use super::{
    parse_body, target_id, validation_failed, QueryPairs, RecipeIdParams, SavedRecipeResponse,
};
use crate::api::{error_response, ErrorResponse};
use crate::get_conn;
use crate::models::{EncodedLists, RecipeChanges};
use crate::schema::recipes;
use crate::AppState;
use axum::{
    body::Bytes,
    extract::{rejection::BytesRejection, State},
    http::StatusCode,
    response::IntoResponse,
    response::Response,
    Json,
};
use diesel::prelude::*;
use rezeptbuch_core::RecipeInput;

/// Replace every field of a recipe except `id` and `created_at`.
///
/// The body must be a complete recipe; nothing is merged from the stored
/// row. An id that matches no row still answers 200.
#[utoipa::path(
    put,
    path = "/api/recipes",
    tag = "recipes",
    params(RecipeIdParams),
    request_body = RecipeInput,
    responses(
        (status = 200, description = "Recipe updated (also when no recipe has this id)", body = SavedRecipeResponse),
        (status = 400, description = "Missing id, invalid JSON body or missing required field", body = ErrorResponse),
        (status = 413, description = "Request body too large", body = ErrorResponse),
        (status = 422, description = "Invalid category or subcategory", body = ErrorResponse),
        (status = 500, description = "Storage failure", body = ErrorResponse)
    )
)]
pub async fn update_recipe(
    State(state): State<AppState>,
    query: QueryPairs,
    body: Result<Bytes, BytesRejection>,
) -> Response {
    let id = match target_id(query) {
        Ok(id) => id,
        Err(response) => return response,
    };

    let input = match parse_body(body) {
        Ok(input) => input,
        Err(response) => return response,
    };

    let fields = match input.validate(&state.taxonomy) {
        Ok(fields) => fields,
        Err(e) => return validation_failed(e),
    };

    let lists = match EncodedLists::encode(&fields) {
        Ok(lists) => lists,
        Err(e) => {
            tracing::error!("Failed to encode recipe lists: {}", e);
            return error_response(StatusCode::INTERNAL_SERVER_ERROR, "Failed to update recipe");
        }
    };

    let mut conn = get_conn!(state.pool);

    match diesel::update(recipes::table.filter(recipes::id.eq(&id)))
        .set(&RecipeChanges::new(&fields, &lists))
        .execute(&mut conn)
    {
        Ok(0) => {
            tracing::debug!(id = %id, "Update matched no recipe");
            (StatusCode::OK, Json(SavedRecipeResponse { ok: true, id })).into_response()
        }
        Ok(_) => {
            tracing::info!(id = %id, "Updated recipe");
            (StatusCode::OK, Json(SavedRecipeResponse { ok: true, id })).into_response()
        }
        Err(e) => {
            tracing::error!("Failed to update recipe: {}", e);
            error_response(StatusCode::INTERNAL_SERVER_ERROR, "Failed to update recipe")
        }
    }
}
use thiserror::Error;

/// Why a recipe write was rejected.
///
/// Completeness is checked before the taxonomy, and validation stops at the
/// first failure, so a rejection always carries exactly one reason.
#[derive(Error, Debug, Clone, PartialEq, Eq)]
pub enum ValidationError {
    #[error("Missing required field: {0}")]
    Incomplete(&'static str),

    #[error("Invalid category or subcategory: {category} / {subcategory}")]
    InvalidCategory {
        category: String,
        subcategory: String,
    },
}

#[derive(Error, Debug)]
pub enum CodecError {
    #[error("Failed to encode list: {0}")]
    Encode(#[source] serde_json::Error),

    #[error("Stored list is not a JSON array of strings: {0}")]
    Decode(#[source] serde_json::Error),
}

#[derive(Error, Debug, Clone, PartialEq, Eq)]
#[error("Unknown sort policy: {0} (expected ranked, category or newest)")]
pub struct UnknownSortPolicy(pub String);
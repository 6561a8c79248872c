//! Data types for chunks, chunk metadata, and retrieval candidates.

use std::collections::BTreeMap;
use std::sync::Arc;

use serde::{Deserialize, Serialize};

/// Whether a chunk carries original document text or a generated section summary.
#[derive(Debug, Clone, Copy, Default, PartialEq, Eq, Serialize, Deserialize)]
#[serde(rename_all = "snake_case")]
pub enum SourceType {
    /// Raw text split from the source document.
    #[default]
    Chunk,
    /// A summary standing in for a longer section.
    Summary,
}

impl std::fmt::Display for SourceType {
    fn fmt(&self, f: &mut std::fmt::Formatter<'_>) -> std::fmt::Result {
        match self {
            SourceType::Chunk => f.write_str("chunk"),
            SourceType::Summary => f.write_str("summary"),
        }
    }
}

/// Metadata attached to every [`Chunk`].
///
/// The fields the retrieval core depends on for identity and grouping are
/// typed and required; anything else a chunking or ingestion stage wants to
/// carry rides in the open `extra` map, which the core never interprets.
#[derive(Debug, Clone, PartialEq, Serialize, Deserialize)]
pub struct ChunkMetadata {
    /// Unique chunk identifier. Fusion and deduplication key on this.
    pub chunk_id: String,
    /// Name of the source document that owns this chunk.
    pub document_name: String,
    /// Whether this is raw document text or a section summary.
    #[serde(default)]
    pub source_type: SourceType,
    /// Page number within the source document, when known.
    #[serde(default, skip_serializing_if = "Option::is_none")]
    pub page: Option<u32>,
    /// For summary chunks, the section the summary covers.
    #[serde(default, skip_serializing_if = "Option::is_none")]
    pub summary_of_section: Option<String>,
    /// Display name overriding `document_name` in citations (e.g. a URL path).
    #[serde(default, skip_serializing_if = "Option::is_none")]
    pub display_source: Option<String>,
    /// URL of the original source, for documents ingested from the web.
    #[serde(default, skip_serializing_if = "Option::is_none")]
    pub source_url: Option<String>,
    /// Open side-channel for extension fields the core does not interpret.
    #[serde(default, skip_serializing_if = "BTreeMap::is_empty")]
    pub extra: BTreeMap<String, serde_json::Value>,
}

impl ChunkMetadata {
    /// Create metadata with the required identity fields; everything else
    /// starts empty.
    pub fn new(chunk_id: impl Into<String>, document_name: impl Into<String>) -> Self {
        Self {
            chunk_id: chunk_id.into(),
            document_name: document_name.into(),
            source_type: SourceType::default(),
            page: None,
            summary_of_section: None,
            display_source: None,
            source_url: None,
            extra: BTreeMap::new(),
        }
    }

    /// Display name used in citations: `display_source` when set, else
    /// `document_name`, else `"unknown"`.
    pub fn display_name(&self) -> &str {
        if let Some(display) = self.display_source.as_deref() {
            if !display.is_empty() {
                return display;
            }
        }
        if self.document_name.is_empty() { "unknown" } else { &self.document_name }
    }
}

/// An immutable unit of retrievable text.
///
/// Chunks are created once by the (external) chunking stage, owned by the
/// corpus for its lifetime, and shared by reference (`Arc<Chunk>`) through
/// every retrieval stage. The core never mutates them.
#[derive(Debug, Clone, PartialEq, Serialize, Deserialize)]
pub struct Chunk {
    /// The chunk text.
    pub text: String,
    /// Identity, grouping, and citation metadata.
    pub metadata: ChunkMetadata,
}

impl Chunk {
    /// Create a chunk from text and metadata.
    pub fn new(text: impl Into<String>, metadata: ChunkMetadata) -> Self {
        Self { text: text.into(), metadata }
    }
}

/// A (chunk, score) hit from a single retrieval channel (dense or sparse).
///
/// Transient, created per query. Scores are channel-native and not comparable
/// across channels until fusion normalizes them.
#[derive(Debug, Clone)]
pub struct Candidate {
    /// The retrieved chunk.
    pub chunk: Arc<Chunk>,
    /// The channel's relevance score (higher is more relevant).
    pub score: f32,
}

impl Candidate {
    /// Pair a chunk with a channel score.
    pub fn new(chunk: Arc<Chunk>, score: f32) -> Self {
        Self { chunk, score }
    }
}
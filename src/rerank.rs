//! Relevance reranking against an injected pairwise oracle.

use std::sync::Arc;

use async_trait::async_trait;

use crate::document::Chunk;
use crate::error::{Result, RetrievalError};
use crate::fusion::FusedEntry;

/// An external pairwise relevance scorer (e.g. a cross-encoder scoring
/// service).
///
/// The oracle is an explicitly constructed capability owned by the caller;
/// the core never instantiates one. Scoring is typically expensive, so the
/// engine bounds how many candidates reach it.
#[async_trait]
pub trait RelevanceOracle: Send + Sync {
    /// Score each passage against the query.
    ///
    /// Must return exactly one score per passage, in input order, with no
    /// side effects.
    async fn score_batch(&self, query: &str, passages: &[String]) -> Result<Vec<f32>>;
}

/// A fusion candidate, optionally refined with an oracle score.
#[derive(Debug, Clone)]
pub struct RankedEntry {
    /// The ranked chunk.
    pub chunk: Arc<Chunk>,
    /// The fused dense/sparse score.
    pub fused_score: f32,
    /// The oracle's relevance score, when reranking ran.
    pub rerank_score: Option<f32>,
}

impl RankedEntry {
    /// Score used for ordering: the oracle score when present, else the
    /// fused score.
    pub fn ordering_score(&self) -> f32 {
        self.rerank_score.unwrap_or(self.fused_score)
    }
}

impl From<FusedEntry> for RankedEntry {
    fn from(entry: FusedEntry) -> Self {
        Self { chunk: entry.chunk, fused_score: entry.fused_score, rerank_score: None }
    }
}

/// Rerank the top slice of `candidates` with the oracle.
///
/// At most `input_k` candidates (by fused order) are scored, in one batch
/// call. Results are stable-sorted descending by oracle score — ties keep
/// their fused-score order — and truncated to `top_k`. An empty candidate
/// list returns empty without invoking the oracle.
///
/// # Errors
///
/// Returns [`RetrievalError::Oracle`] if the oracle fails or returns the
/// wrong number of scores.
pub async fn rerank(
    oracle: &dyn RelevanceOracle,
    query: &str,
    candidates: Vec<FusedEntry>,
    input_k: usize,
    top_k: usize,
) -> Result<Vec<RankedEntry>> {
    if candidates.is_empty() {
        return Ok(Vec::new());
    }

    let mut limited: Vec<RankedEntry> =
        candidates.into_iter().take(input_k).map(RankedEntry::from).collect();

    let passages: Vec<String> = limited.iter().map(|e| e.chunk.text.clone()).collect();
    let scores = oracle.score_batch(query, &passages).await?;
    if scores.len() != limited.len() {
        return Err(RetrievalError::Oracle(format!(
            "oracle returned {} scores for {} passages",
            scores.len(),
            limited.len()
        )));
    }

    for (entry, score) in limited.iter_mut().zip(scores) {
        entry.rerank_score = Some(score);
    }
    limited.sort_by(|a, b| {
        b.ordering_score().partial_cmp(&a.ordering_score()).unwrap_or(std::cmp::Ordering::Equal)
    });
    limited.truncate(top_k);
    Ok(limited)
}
+ + + + + + +
Work out how many lines in the records above include the string "never", and provide that figure with no other text.

3